Assignment:
A single figure is the whole answer: the number of lines in the entries that contain "TurnContent".

[Dataset entries]

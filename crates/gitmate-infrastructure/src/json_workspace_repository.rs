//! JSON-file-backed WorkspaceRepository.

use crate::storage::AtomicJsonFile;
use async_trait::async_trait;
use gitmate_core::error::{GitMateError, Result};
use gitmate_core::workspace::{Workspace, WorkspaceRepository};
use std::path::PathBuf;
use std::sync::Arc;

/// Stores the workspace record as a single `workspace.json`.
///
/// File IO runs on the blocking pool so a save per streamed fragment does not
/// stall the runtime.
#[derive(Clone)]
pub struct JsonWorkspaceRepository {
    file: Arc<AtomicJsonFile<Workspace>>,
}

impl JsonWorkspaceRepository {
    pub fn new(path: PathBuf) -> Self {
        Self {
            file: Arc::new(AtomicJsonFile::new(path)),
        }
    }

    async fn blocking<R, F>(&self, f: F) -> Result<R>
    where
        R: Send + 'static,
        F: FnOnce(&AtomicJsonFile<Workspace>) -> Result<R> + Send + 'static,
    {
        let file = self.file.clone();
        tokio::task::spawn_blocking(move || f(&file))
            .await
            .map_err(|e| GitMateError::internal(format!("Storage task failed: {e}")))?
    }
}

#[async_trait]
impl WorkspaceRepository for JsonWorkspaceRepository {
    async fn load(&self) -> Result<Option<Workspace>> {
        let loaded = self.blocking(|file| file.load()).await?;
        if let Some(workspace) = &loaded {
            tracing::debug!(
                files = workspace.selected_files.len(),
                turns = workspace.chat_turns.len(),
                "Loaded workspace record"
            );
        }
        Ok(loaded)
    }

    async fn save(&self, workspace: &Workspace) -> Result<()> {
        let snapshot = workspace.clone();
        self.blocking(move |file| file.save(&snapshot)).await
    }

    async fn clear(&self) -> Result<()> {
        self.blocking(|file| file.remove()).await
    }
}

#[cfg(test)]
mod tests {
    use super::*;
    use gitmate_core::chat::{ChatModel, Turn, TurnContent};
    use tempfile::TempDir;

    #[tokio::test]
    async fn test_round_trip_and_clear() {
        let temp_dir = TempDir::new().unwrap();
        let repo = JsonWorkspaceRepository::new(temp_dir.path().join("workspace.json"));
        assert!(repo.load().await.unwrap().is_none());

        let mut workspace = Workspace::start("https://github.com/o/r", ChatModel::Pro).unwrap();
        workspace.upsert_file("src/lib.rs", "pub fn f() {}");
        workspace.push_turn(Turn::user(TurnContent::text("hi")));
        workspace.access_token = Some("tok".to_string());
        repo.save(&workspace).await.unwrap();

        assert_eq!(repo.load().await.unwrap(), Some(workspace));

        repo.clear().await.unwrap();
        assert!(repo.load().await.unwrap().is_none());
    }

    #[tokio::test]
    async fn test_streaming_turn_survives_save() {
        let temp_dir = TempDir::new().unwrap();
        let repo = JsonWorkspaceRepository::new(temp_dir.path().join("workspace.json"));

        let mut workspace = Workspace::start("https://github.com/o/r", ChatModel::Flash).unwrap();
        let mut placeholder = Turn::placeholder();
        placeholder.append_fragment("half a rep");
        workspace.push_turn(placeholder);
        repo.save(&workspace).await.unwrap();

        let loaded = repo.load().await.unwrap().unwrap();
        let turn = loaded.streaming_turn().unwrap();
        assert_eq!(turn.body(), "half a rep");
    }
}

==

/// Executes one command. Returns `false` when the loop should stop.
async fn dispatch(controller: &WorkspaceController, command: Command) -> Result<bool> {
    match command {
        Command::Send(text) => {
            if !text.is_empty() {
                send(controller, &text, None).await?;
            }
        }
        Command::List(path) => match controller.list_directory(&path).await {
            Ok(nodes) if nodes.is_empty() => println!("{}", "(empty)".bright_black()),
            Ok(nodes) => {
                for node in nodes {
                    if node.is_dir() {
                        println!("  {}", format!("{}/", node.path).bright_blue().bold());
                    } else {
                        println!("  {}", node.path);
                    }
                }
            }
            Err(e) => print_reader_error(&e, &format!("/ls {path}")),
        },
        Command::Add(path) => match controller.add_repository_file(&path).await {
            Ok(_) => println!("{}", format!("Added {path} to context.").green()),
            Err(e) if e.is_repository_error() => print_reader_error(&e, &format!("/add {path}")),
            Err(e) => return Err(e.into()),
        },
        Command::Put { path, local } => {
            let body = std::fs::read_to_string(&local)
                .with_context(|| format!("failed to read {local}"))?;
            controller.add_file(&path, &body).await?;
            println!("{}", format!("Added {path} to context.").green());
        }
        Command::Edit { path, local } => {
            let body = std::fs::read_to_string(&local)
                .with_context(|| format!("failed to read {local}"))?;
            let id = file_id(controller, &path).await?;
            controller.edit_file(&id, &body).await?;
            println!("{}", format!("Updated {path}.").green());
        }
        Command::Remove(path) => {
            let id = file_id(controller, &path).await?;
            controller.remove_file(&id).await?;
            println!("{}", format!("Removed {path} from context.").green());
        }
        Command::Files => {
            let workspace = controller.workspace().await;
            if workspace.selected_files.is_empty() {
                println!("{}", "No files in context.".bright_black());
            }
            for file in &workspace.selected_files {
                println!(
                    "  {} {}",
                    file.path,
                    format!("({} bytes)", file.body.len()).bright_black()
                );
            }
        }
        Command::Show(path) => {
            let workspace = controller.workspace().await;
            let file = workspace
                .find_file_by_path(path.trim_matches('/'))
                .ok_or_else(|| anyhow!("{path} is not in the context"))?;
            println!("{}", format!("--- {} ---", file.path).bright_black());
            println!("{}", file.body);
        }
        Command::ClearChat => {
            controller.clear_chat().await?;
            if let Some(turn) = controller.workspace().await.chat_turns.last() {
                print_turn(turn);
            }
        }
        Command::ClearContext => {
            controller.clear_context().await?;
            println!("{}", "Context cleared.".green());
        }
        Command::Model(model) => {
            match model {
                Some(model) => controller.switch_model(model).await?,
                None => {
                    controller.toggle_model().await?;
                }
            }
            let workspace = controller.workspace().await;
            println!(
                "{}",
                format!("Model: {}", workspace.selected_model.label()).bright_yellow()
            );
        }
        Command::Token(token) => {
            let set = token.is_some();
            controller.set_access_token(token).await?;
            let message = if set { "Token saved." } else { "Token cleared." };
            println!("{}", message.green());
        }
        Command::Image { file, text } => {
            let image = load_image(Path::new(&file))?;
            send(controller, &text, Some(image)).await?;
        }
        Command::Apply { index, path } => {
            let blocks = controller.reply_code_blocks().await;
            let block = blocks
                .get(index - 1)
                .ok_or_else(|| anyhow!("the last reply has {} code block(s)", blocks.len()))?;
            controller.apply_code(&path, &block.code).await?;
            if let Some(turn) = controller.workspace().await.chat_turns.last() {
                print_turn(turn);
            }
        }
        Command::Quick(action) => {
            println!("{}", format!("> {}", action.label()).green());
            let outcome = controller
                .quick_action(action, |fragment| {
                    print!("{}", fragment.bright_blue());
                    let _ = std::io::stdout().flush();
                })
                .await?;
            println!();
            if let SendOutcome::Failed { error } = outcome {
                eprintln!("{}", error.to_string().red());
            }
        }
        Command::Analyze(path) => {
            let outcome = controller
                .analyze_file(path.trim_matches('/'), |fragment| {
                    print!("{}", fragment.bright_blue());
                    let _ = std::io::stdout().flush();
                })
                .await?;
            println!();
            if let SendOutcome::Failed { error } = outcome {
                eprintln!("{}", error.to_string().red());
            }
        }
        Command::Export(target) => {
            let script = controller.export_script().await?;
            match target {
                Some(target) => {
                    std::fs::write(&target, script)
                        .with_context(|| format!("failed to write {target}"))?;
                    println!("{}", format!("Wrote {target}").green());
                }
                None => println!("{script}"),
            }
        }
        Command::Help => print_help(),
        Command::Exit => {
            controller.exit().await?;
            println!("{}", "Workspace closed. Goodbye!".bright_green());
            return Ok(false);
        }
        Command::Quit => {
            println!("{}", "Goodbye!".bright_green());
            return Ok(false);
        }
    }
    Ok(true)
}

Reply:
2